(Saved entries)

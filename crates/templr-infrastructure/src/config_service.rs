//! Configuration service implementation.
//!
//! Loads [`TemplrConfig`] from `config.toml` (by default
//! `~/.config/templr/config.toml`) and caches it.

use crate::paths::TemplrPaths;
use crate::storage::TomlDocument;
use std::path::{Path, PathBuf};
use std::sync::{Arc, RwLock};
use templr_core::Result;
use templr_core::config::TemplrConfig;

/// Configuration service that loads and caches the client configuration.
///
/// A missing file is created with defaults on first load. A file that fails
/// to parse is reported once and the defaults are used instead.
#[derive(Debug, Clone)]
pub struct ConfigService {
    path: PathBuf,
    /// Cached configuration, loaded lazily on first access.
    config: Arc<RwLock<Option<TemplrConfig>>>,
}

impl ConfigService {
    /// Creates a service for the config file at `path`.
    pub fn new(path: impl Into<PathBuf>) -> Self {
        Self {
            path: path.into(),
            config: Arc::new(RwLock::new(None)),
        }
    }

    /// Creates a service for the platform config location.
    pub fn at_default_location() -> Result<Self> {
        Ok(Self::new(TemplrPaths::config_file()?))
    }

    pub fn path(&self) -> &Path {
        &self.path
    }

    /// Gets the configuration, loading from file if not cached.
    pub fn get_config(&self) -> TemplrConfig {
        {
            let read_lock = self.config.read().unwrap_or_else(|p| p.into_inner());
            if let Some(ref cached) = *read_lock {
                return cached.clone();
            }
        }

        let loaded = match self.load_config() {
            Ok(config) => config,
            Err(e) => {
                tracing::warn!(
                    "[ConfigService] Failed to load {}: {}. Using defaults.",
                    self.path.display(),
                    e
                );
                TemplrConfig::default()
            }
        };

        let mut write_lock = self.config.write().unwrap_or_else(|p| p.into_inner());
        *write_lock = Some(loaded.clone());
        loaded
    }

    /// Persists `config` and replaces the cached copy.
    pub fn save_config(&self, config: &TemplrConfig) -> Result<()> {
        TomlDocument::new(self.path.clone()).save(config)?;
        let mut write_lock = self.config.write().unwrap_or_else(|p| p.into_inner());
        *write_lock = Some(config.clone());
        Ok(())
    }

    /// Invalidates the cache, forcing a reload on next access.
    pub fn invalidate_cache(&self) {
        let mut write_lock = self.config.write().unwrap_or_else(|p| p.into_inner());
        *write_lock = None;
    }

    fn load_config(&self) -> Result<TemplrConfig> {
        let document = TomlDocument::<TemplrConfig>::new(self.path.clone());
        match document.load()? {
            Some(config) => Ok(config),
            None => {
                let default_config = TemplrConfig::default();
                document.save(&default_config)?;
                tracing::info!(
                    "[ConfigService] Created default config at {}",
                    self.path.display()
                );
                Ok(default_config)
            }
        }
    }
}
//! In-process identity provider.
//!
//! Keeps accounts in memory and announces every principal change on a
//! broadcast channel. Secrets are stored as given; this provider exists for
//! local development and tests, never for real credentials.

use async_trait::async_trait;
use std::collections::HashMap;
use std::sync::Mutex;
use templr_core::session::{AuthError, AuthErrorKind, IdentityProvider, Principal, ProfileUpdate};
use tokio::sync::broadcast;

const DEFAULT_MIN_SECRET_LEN: usize = 1;
const WATCH_CAPACITY: usize = 64;

struct Account {
    principal: Principal,
    secret: String,
    disabled: bool,
}

#[derive(Default)]
struct ProviderState {
    /// Keyed by lowercased identifier
    accounts: HashMap<String, Account>,
    current: Option<Principal>,
    offline: bool,
    fail_sign_out: bool,
}

/// Identity provider holding accounts in memory.
pub struct MemoryIdentityProvider {
    state: Mutex<ProviderState>,
    events: broadcast::Sender<Option<Principal>>,
    min_secret_len: usize,
}

impl Default for MemoryIdentityProvider {
    fn default() -> Self {
        Self::new()
    }
}

impl MemoryIdentityProvider {
    pub fn new() -> Self {
        let (events, _) = broadcast::channel(WATCH_CAPACITY);
        Self {
            state: Mutex::new(ProviderState::default()),
            events,
            min_secret_len: DEFAULT_MIN_SECRET_LEN,
        }
    }

    /// Rejects sign-up secrets shorter than `len` with `WeakSecret`.
    pub fn with_min_secret_len(mut self, len: usize) -> Self {
        self.min_secret_len = len;
        self
    }

    /// Registers an account without signing it in.
    pub fn add_account(&self, identifier: &str, secret: &str, display_name: Option<&str>) -> Principal {
        let mut principal = Principal::new(uuid::Uuid::new_v4().simple().to_string());
        principal.email = Some(identifier.to_string());
        principal.display_name = display_name.map(str::to_string);

        let mut state = self.lock();
        state.accounts.insert(
            identifier.to_lowercase(),
            Account {
                principal: principal.clone(),
                secret: secret.to_string(),
                disabled: false,
            },
        );
        principal
    }

    pub fn disable_account(&self, identifier: &str) {
        if let Some(account) = self.lock().accounts.get_mut(&identifier.to_lowercase()) {
            account.disabled = true;
        }
    }

    /// Simulates losing (or regaining) connectivity to the provider.
    pub fn set_offline(&self, offline: bool) {
        self.lock().offline = offline;
    }

    /// Makes the next sign-outs fail at the provider.
    pub fn set_sign_out_failure(&self, fail: bool) {
        self.lock().fail_sign_out = fail;
    }

    /// Ends the provider session without a client request, as when a token
    /// is revoked remotely.
    pub fn invalidate_session(&self) {
        self.lock().current = None;
        self.announce(None);
    }

    fn lock(&self) -> std::sync::MutexGuard<'_, ProviderState> {
        self.state.lock().unwrap_or_else(|p| p.into_inner())
    }

    fn announce(&self, principal: Option<Principal>) {
        // No receivers is fine.
        let _ = self.events.send(principal);
    }

    fn ensure_online(state: &ProviderState) -> Result<(), AuthError> {
        if state.offline {
            return Err(AuthError::new(
                AuthErrorKind::Network,
                "A network error has occurred",
            ));
        }
        Ok(())
    }
}

#[async_trait]
impl IdentityProvider for MemoryIdentityProvider {
    async fn sign_in(&self, identifier: &str, secret: &str) -> Result<Principal, AuthError> {
        let principal = {
            let mut state = self.lock();
            Self::ensure_online(&state)?;

            let account = state
                .accounts
                .get(&identifier.to_lowercase())
                .filter(|account| account.secret == secret)
                .ok_or_else(|| {
                    AuthError::new(
                        AuthErrorKind::InvalidCredentials,
                        "The email or password is incorrect",
                    )
                })?;
            if account.disabled {
                return Err(AuthError::new(
                    AuthErrorKind::AccountDisabled,
                    "This account has been disabled",
                ));
            }

            let principal = account.principal.clone();
            state.current = Some(principal.clone());
            principal
        };

        tracing::debug!("[MemoryIdentityProvider] Signed in {}", principal.uid);
        self.announce(Some(principal.clone()));
        Ok(principal)
    }

    async fn sign_up(&self, identifier: &str, secret: &str) -> Result<Principal, AuthError> {
        let principal = {
            let mut state = self.lock();
            Self::ensure_online(&state)?;

            let identifier = identifier.trim();
            if !identifier.contains('@') {
                return Err(AuthError::new(
                    AuthErrorKind::Other,
                    "The email address is badly formatted",
                ));
            }
            if secret.chars().count() < self.min_secret_len {
                return Err(AuthError::new(
                    AuthErrorKind::WeakSecret,
                    format!(
                        "Password should be at least {} characters",
                        self.min_secret_len
                    ),
                ));
            }
            let key = identifier.to_lowercase();
            if state.accounts.contains_key(&key) {
                return Err(AuthError::new(
                    AuthErrorKind::DuplicateIdentifier,
                    "The email address is already in use by another account",
                ));
            }

            let mut principal = Principal::new(uuid::Uuid::new_v4().simple().to_string());
            principal.email = Some(identifier.to_string());
            state.accounts.insert(
                key,
                Account {
                    principal: principal.clone(),
                    secret: secret.to_string(),
                    disabled: false,
                },
            );
            state.current = Some(principal.clone());
            principal
        };

        tracing::debug!("[MemoryIdentityProvider] Created {}", principal.uid);
        self.announce(Some(principal.clone()));
        Ok(principal)
    }

    async fn update_profile(&self, update: ProfileUpdate) -> Result<Principal, AuthError> {
        let principal = {
            let mut state = self.lock();
            Self::ensure_online(&state)?;

            let mut principal = state.current.clone().ok_or_else(|| {
                AuthError::new(AuthErrorKind::Other, "No user is currently signed in")
            })?;
            if let Some(name) = update.display_name {
                principal.display_name = Some(name);
            }
            if let Some(url) = update.photo_url {
                principal.photo_url = Some(url);
            }

            if let Some(account) = state
                .accounts
                .values_mut()
                .find(|account| account.principal.uid == principal.uid)
            {
                account.principal = principal.clone();
            }
            state.current = Some(principal.clone());
            principal
        };

        self.announce(Some(principal.clone()));
        Ok(principal)
    }

    async fn sign_out(&self) -> Result<(), AuthError> {
        {
            let mut state = self.lock();
            Self::ensure_online(&state)?;
            if state.fail_sign_out {
                return Err(AuthError::new(
                    AuthErrorKind::Other,
                    "Sign-out request was rejected",
                ));
            }
            state.current = None;
        }

        self.announce(None);
        Ok(())
    }

    fn current_principal(&self) -> Option<Principal> {
        self.lock().current.clone()
    }

    fn watch(&self) -> broadcast::Receiver<Option<Principal>> {
        self.events.subscribe()
    }
}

WHAT THE EXERCISE ASKS: Would you retype exactly the lines above, from the line with "Ok(default_config)" to the line with "Rejects sign-up secrets", with both end lines kept and nothing more?

REPLY:
                Ok(default_config)
            }
        }
    }
}
//! In-process identity provider.
//!
//! Keeps accounts in memory and announces every principal change on a
//! broadcast channel. Secrets are stored as given; this provider exists for
//! local development and tests, never for real credentials.

use async_trait::async_trait;
use std::collections::HashMap;
use std::sync::Mutex;
use templr_core::session::{AuthError, AuthErrorKind, IdentityProvider, Principal, ProfileUpdate};
use tokio::sync::broadcast;

const DEFAULT_MIN_SECRET_LEN: usize = 1;
const WATCH_CAPACITY: usize = 64;

struct Account {
    principal: Principal,
    secret: String,
    disabled: bool,
}

#[derive(Default)]
struct ProviderState {
    /// Keyed by lowercased identifier
    accounts: HashMap<String, Account>,
    current: Option<Principal>,
    offline: bool,
    fail_sign_out: bool,
}

/// Identity provider holding accounts in memory.
pub struct MemoryIdentityProvider {
    state: Mutex<ProviderState>,
    events: broadcast::Sender<Option<Principal>>,
    min_secret_len: usize,
}

impl Default for MemoryIdentityProvider {
    fn default() -> Self {
        Self::new()
    }
}

impl MemoryIdentityProvider {
    pub fn new() -> Self {
        let (events, _) = broadcast::channel(WATCH_CAPACITY);
        Self {
            state: Mutex::new(ProviderState::default()),
            events,
            min_secret_len: DEFAULT_MIN_SECRET_LEN,
        }
    }

    /// Rejects sign-up secrets shorter than `len` with `WeakSecret`.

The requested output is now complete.